Urabstimmung erfolgt: Kommunale Beschäftigte streiken

Urabstimmung erfolgt
Kommunale Beschäftigte streiken

Zum ersten Mal seit 14 Jahren treten Beschäftigte des öffentlichen Dienstes in Deutschland wieder flächendeckend in den Ausstand. Weil sich bei einer Urabstimmung in Baden-Württemberg eine klare Mehrheit dafür ausgesprochen hat, wird im Südwesten ab Montag regulär gestreikt.

HB STUTTGART. Nach Darstellung der Dienstleistungsgewerkschaft Verdi stimmten 94,68 Prozent der Mitglieder in 100 Betrieben für einen Arbeitskampf im öffentlichen Dienst. Zunächst wollen nur Beschäftigte von Kommunen die Arbeit niederlegen. Betroffen könnten auch der öffentliche Nahverkehr und die Müllabfuhr sein.

Die Beschäftigen wehren sich dagegen, dass ihre Wochenarbeitszeit von derzeit 38,5 auf 40 Stunden heraufgesetzt wird. Die kommunalen Arbeitgeber in Baden-Württemberg und Niedersachsen wollen eine Öffnungsklausel im neuen Tarifvertrags des öffentlichen Diensts (TVöD) zur Arbeitszeit nutzen, was die Gewerkschaften ablehnen. In Niedersachsen soll eine Entscheidung für die rund 115 000 Beschäftigten bei der am Donnerstag begonnenen Urabstimmung fallen. Am Mittwoch waren tausende von Beschäftigten in Niedersachsen in den Warnstreik getreten.

Reguläre Streiks stehen voraussichtlich auch im öffentlichen Dienst der Länder an. Verdi will die Länder zwingen, dem TVöD beizutreten. Sie waren ausgeschert. Betroffen wären rund 900 000 Beschäftigte unter anderem an Universitätskliniken und Straßenmeistereien. Zur Urabstimmung in Landesbehörden wurden 60 000 Beschäftigte aufgerufen.

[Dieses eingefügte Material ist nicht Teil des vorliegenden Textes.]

//! Vault contract: custody of one underlying asset behind a 1:1 ERC-20.

use crate::{IGaslessVault, INativeVault, VaultError};
use alloy_primitives::{Address, Bytes, U256};
use alloy_sol_types::SolCall;
use gasless_chain::{
	decode_call, unknown_selector, CallContext, ContractInterface, Erc20Token, Revert,
	TrustedForwarderContext, IERC20,
};

/// What a vault holds in custody.
#[derive(Debug, Clone, Copy, PartialEq, Eq)]
pub enum Backing {
	/// An ERC-20 token at this address.
	Erc20(Address),
	/// The chain's native currency.
	Native,
}

/// ERC-20 vault token pegged 1:1 to its underlying asset.
///
/// `total_supply` always equals the amount of underlying held: deposits mint
/// exactly what they pull in and withdrawals burn exactly what they release.
/// Calls from the trusted forwarder act on behalf of the signer appended to
/// the calldata.
#[derive(Debug, Clone, PartialEq, Eq)]
pub struct GaslessVault {
	backing: Backing,
	forwarder: Address,
	token: Erc20Token,
}

impl GaslessVault {
	pub fn erc20(
		underlying: Address,
		forwarder: Address,
		name: impl Into<String>,
		symbol: impl Into<String>,
		decimals: u8,
	) -> Self {
		Self {
			backing: Backing::Erc20(underlying),
			forwarder,
			token: Erc20Token::new(name, symbol, decimals),
		}
	}

	pub fn native(forwarder: Address, name: impl Into<String>, symbol: impl Into<String>) -> Self {
		Self {
			backing: Backing::Native,
			forwarder,
			token: Erc20Token::new(name, symbol, 18),
		}
	}

	pub fn backing(&self) -> Backing {
		self.backing
	}

	/// The underlying token, or the zero address for the native vault.
	pub fn underlying(&self) -> Address {
		match self.backing {
			Backing::Erc20(underlying) => underlying,
			Backing::Native => Address::ZERO,
		}
	}

	pub fn token(&self) -> &Erc20Token {
		&self.token
	}

	pub fn total_supply(&self) -> U256 {
		self.token.ledger.total_supply()
	}

	pub fn balance_of(&self, account: &Address) -> U256 {
		self.token.ledger.balance_of(account)
	}

	/// Pulls `amount` of the underlying token from `sender` and mints the
	/// same amount to it. `sender` must have approved the vault.
	pub fn deposit(
		&mut self,
		ctx: &mut CallContext<'_>,
		sender: Address,
		amount: U256,
	) -> Result<(), VaultError> {
		let Backing::Erc20(underlying) = self.backing else {
			return Err(VaultError::InvalidUnderlying(Address::ZERO));
		};

		self.token.ledger.mint(ctx, sender, amount)?;
		let pulled = ctx.call_sol(
			underlying,
			U256::ZERO,
			&IERC20::transferFromCall {
				from: sender,
				to: ctx.this(),
				value: amount,
			},
		)?;
		if !pulled._0 {
			return Err(VaultError::UnderlyingCallFailed {
				underlying,
				reason: Revert::message("transferFrom returned false"),
			});
		}

		ctx.emit(&IGaslessVault::Deposit {
			account: sender,
			amount,
		})?;
		tracing::debug!(component = "vault", vault = %ctx.this(), account = %sender, amount = %amount, "deposit");
		Ok(())
	}

	/// Mints the native currency attached to the call to `sender`.
	pub fn deposit_native(
		&mut self,
		ctx: &mut CallContext<'_>,
		sender: Address,
	) -> Result<(), VaultError> {
		if self.backing != Backing::Native {
			return Err(VaultError::InvalidUnderlying(self.underlying()));
		}
		let amount = ctx.msg_value();
		self.token.ledger.mint(ctx, sender, amount)?;
		ctx.emit(&IGaslessVault::Deposit {
			account: sender,
			amount,
		})?;
		tracing::debug!(component = "vault", vault = %ctx.this(), account = %sender, amount = %amount, "native deposit");
		Ok(())
	}

	/// Burns `amount` from `sender` and releases the same amount of the
	/// underlying asset to `to`.
	pub fn withdraw(
		&mut self,
		ctx: &mut CallContext<'_>,
		sender: Address,
		to: Address,
		amount: U256,
	) -> Result<(), VaultError> {
		self.token.ledger.burn(ctx, sender, amount)?;
		match self.backing {
			Backing::Erc20(underlying) => {
				let sent = ctx.call_sol(
					underlying,
					U256::ZERO,
					&IERC20::transferCall { to, value: amount },
				)?;
				if !sent._0 {
					return Err(VaultError::UnderlyingCallFailed {
						underlying,
						reason: Revert::message("transfer returned false"),
					});
				}
			},
			Backing::Native => ctx.transfer_native(to, amount)?,
		}

		ctx.emit(&IGaslessVault::Withdrawal {
			account: sender,
			to,
			amount,
		})?;
		tracing::debug!(component = "vault", vault = %ctx.this(), account = %sender, to = %to, amount = %amount, "withdrawal");
		Ok(())
	}

	fn dispatch(
		&mut self,
		ctx: &mut CallContext<'_>,
		sender: Address,
		data: &[u8],
	) -> Result<Bytes, VaultError> {
		use IGaslessVault::IGaslessVaultCalls as Calls;

		// A plain value transfer into the native vault is a deposit.
		if data.is_empty() && self.backing == Backing::Native {
			self.deposit_native(ctx, sender)?;
			return Ok(Bytes::new());
		}
		if let Some(INativeVault::INativeVaultCalls::deposit(_)) =
			decode_call::<INativeVault::INativeVaultCalls>(data)?
		{
			self.deposit_native(ctx, sender)?;
			return Ok(Bytes::new());
		}

		if !ctx.msg_value().is_zero() {
			return Err(Revert::message("function is not payable").into());
		}
		if let Some(call) = decode_call::<IERC20::IERC20Calls>(data)? {
			return Ok(self.token.handle(ctx, sender, call)?);
		}
		let Some(call) = decode_call::<Calls>(data)? else {
			return Err(unknown_selector(data).into());
		};
		let output = match call {
			Calls::deposit(c) => {
				self.deposit(ctx, sender, c.amount)?;
				Vec::new()
			},
			Calls::withdraw(c) => {
				self.withdraw(ctx, sender, c.to, c.amount)?;
				Vec::new()
			},
			Calls::underlying(_) => {
				IGaslessVault::underlyingCall::abi_encode_returns(&(self.underlying(),))
			},
			Calls::trustedForwarder(_) => {
				IGaslessVault::trustedForwarderCall::abi_encode_returns(&(self.forwarder,))
			},
			Calls::isTrustedForwarder(c) => {
				IGaslessVault::isTrustedForwarderCall::abi_encode_returns(&(self
					.is_trusted_forwarder(c.forwarder),))
			},
		};
		Ok(output.into())
	}
}

impl TrustedForwarderContext for GaslessVault {
	fn trusted_forwarder(&self) -> Address {
		self.forwarder
	}
}

impl ContractInterface for GaslessVault {
	fn kind(&self) -> &'static str {
		"GaslessVault"
	}

	fn call(&mut self, ctx: &mut CallContext<'_>, input: &[u8]) -> Result<Bytes, Revert> {
		let sender = self.msg_sender(ctx);
		let data = self.msg_data(ctx, input);
		Ok(self.dispatch(ctx, sender, data)?)
	}
}

#[cfg(test)]
mod tests {
	use super::*;
	use gasless_chain::implementations::test_token::{ITestERC20, TestErc20};
	use gasless_chain::{Chain, ChainError};
	use alloy_primitives::address;
	use alloy_sol_types::SolEvent;

	const DEPLOYER: Address = address!("90F79bf6EB2c4f870365E785982E1f101E93b906");
	const FORWARDER: Address = address!("f000000000000000000000000000000000000001");
	const ACCOUNT1: Address = address!("70997970C51812dc3A010C7d01b50e0d17dc79C8");
	const ACCOUNT2: Address = address!("3C44CdDdB6a900fa2b585dd299e03d12FA4293BC");

	struct Setup {
		chain: Chain,
		token: Address,
		vault: Address,
	}

	fn setup() -> Setup {
		let mut chain = Chain::new(1337, 1_700_000_000, 30_000_000);
		let token = chain.deploy(DEPLOYER, Box::new(TestErc20::new()));
		let vault = chain.deploy(
			DEPLOYER,
			Box::new(GaslessVault::erc20(token, FORWARDER, "Gasless TestERC20", "gTEST", 18)),
		);
		for account in [ACCOUNT1, ACCOUNT2] {
			send(&mut chain, account, token, ITestERC20::mintCall {
				to: account,
				amount: U256::from(10_000),
			})
			.unwrap();
			send(&mut chain, account, token, IERC20::approveCall {
				spender: vault,
				value: U256::MAX,
			})
			.unwrap();
		}
		Setup { chain, token, vault }
	}

	fn send<C: SolCall>(chain: &mut Chain, from: Address, to: Address, call: C) -> Result<(), VaultError> {
		chain
			.transact(from, to, U256::ZERO, call.abi_encode())
			.map(|_| ())
			.map_err(|e| match e {
				ChainError::Reverted(revert) => VaultError::from_revert(revert),
				other => other.into(),
			})
	}

	impl Setup {
		fn underlying_balance(&self, account: &Address) -> U256 {
			self.chain.view(self.token, |t: &TestErc20| t.balance_of(account)).unwrap()
		}

		fn vault_state(&self) -> GaslessVault {
			self.chain.view(self.vault, |v: &GaslessVault| v.clone()).unwrap()
		}

		fn assert_pegged(&self) {
			assert_eq!(self.vault_state().total_supply(), self.underlying_balance(&self.vault));
		}
	}

	#[test]
	fn test_deposit_and_withdraw_round_trip() {
		let mut s = setup();
		send(&mut s.chain, ACCOUNT1, s.vault, IGaslessVault::depositCall {
			amount: U256::from(1_000),
		})
		.unwrap();

		assert_eq!(s.underlying_balance(&s.vault), U256::from(1_000));
		assert_eq!(s.vault_state().balance_of(&ACCOUNT1), U256::from(1_000));
		assert_eq!(s.vault_state().total_supply(), U256::from(1_000));

		send(&mut s.chain, ACCOUNT1, s.vault, IGaslessVault::withdrawCall {
			to: ACCOUNT1,
			amount: U256::from(1_000),
		})
		.unwrap();
		assert_eq!(s.underlying_balance(&s.vault), U256::ZERO);
		assert_eq!(s.vault_state().balance_of(&ACCOUNT1), U256::ZERO);
		assert_eq!(s.underlying_balance(&ACCOUNT1), U256::from(10_000));
	}

	#[test]
	fn test_deposit_emits_transfer_and_deposit_events() {
		let mut s = setup();
		let receipt = s
			.chain
			.transact(
				ACCOUNT1,
				s.vault,
				U256::ZERO,
				IGaslessVault::depositCall {
					amount: U256::from(5),
				}
				.abi_encode(),
			)
			.unwrap();
		let deposit = receipt
			.logs
			.iter()
			.filter(|log| log.address == s.vault)
			.find_map(|log| IGaslessVault::Deposit::decode_log_data(&log.data, true).ok())
			.unwrap();
		assert_eq!((deposit.account, deposit.amount), (ACCOUNT1, U256::from(5)));
	}

	#[test]
	fn test_withdraw_more_than_balance_fails() {
		let mut s = setup();
		send(&mut s.chain, ACCOUNT1, s.vault, IGaslessVault::depositCall {
			amount: U256::from(100),
		})
		.unwrap();
		let err = send(&mut s.chain, ACCOUNT1, s.vault, IGaslessVault::withdrawCall {
			to: ACCOUNT1,
			amount: U256::from(101),
		})
		.unwrap_err();
		assert!(matches!(
			err,
			VaultError::InsufficientBalance { account, balance, .. }
				if account == ACCOUNT1 && balance == U256::from(100)
		));
		s.assert_pegged();
	}

	#[test]
	fn test_deposit_without_allowance_leaves_no_trace() {
		let mut s = setup();
		let stranger = address!("a0Ee7A142d267C1f36714E4a8F75612F20a79720");
		send(&mut s.chain, stranger, s.token, ITestERC20::mintCall {
			to: stranger,
			amount: U256::from(50),
		})
		.unwrap();

		let err = send(&mut s.chain, stranger, s.vault, IGaslessVault::depositCall {
			amount: U256::from(50),
		})
		.unwrap_err();
		assert!(matches!(err, VaultError::InsufficientAllowance { .. }));
		assert_eq!(s.vault_state().balance_of(&stranger), U256::ZERO);
		s.assert_pegged();
	}

	#[test]
	fn test_supply_tracks_custody_across_operations() {
		let mut s = setup();
		let steps: [(Address, &str, u64); 8] = [
			(ACCOUNT1, "deposit", 700),
			(ACCOUNT2, "deposit", 300),
			(ACCOUNT1, "transfer", 250),
			(ACCOUNT2, "withdraw", 400),
			(ACCOUNT1, "withdraw", 450),
			(ACCOUNT2, "deposit", 1),
			(ACCOUNT2, "withdraw", 1_000),
			(ACCOUNT2, "withdraw", 151),
		];
		for (account, op, amount) in steps {
			let amount = U256::from(amount);
			let other = if account == ACCOUNT1 { ACCOUNT2 } else { ACCOUNT1 };
			let result = match op {
				"deposit" => send(&mut s.chain, account, s.vault, IGaslessVault::depositCall { amount }),
				"withdraw" => send(&mut s.chain, account, s.vault, IGaslessVault::withdrawCall {
					to: account,
					amount,
				}),
				_ => send(&mut s.chain, account, s.vault, IERC20::transferCall {
					to: other,
					value: amount,
				}),
			};
			// Only the oversized withdrawal is expected to fail.
			assert_eq!(result.is_err(), amount == U256::from(1_000), "{op} {amount}");
			s.assert_pegged();
		}
		assert_eq!(s.vault_state().total_supply(), U256::ZERO);
		assert_eq!(s.underlying_balance(&ACCOUNT1), U256::from(10_000 - 250));
		assert_eq!(s.underlying_balance(&ACCOUNT2), U256::from(10_000 + 250));
	}

	#[test]
	fn test_forwarded_transfer_moves_signer_funds() {
		let mut s = setup();
		send(&mut s.chain, ACCOUNT1, s.vault, IGaslessVault::depositCall {
			amount: U256::from(1_000),
		})
		.unwrap();

		let mut data = IERC20::transferCall {
			to: ACCOUNT2,
			value: U256::from(600),
		}
		.abi_encode();
		data.extend_from_slice(ACCOUNT1.as_slice());
		s.chain.transact(FORWARDER, s.vault, U256::ZERO, data.clone()).unwrap();

		let vault = s.vault_state();
		assert_eq!(vault.balance_of(&ACCOUNT1), U256::from(400));
		assert_eq!(vault.balance_of(&ACCOUNT2), U256::from(600));

		// The same bytes from anyone else do not speak for ACCOUNT1.
		let _ = s.chain.transact(ACCOUNT2, s.vault, U256::ZERO, data);
		assert_eq!(s.vault_state().balance_of(&ACCOUNT1), U256::from(400));
	}

	#[test]
	fn test_native_vault_deposits_and_withdraws_value() {
		let mut chain = Chain::new(1337, 0, 30_000_000);
		let vault = chain.deploy(DEPLOYER, Box::new(GaslessVault::native(FORWARDER, "Gasless AVAX", "gAVAX")));
		chain.set_balance(ACCOUNT1, U256::from(1_000));

		chain
			.transact(ACCOUNT1, vault, U256::from(300), INativeVault::depositCall {}.abi_encode())
			.unwrap();
		// A plain transfer deposits too.
		chain.transact(ACCOUNT1, vault, U256::from(200), Bytes::new()).unwrap();

		let state = chain.view(vault, |v: &GaslessVault| v.clone()).unwrap();
		assert_eq!(state.balance_of(&ACCOUNT1), U256::from(500));
		assert_eq!(state.total_supply(), chain.balance(&vault));
		assert_eq!(state.underlying(), Address::ZERO);

		chain
			.transact(
				ACCOUNT1,
				vault,
				U256::ZERO,
				IGaslessVault::withdrawCall {
					to: ACCOUNT2,
					amount: U256::from(500),
				}
				.abi_encode(),
			)
			.unwrap();
		assert_eq!(chain.balance(&ACCOUNT2), U256::from(500));
		assert_eq!(chain.balance(&vault), U256::ZERO);
		assert_eq!(chain.view(vault, |v: &GaslessVault| v.total_supply()).unwrap(), U256::ZERO);
	}

	#[test]
	fn test_backing_specific_entry_points() {
		let mut s = setup();
		s.chain.set_balance(ACCOUNT1, U256::from(10));
		// Value cannot be deposited into a token-backed vault.
		assert!(s
			.chain
			.transact(ACCOUNT1, s.vault, U256::from(10), INativeVault::depositCall {}.abi_encode())
			.is_err());
		assert!(s.chain.transact(ACCOUNT1, s.vault, U256::from(10), Bytes::new()).is_err());
		assert_eq!(s.chain.balance(&ACCOUNT1), U256::from(10));

		let native = s.chain.deploy(DEPLOYER, Box::new(GaslessVault::native(FORWARDER, "Gasless AVAX", "gAVAX")));
		let err = send(&mut s.chain, ACCOUNT1, native, IGaslessVault::depositCall {
			amount: U256::from(1),
		})
		.unwrap_err();
		assert!(matches!(err, VaultError::InvalidUnderlying(_)));
	}

	#[test]
	fn test_metadata_views() {
		let s = setup();
		assert_eq!(
			s.chain.call_sol(ACCOUNT1, s.vault, &IERC20::nameCall {}).unwrap()._0,
			"Gasless TestERC20"
		);
		assert_eq!(
			s.chain.call_sol(ACCOUNT1, s.vault, &IGaslessVault::underlyingCall {}).unwrap()._0,
			s.token
		);
		assert!(
			s.chain
				.call_sol(
					ACCOUNT1,
					s.vault,
					&IGaslessVault::isTrustedForwarderCall { forwarder: FORWARDER }
				)
				.unwrap()
				._0
		);
		assert_eq!(
			s.chain
				.call_sol(ACCOUNT1, s.vault, &IGaslessVault::trustedForwarderCall {})
				.unwrap()
				._0,
			FORWARDER
		);
	}
}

Der Präsident des Deutschen Städtetages, der Münchner Oberbürgermeister Christian Ude (SPD), kritisierte den Kurs von Verdi. „Wir finden die Streiks zum jetzigen Zeitpunkt ausgesprochen ärgerlich und sehen sie als nicht gerechtfertigt an“, sagte Ude am Donnerstag in Berlin. Es sei bedauerlich, dass die Verhandlungen dadurch beeinträchtigt oder sogar vorübergehend ausgesetzt würden. Die Gewerkschaften sollten berücksichtigen, dass es für viele Kommunen im Personalbereich keine Alternativen zu Einsparungen gebe. „Es ist nicht wahr, dass der Kampf um kurze Arbeitszeiten Stellen garantiert“, sagte Ude. Verdi argumentiert, längere Arbeitszeiten würden einen Personalabbau im öffentlichen Dienst im großen Stil ermöglichen.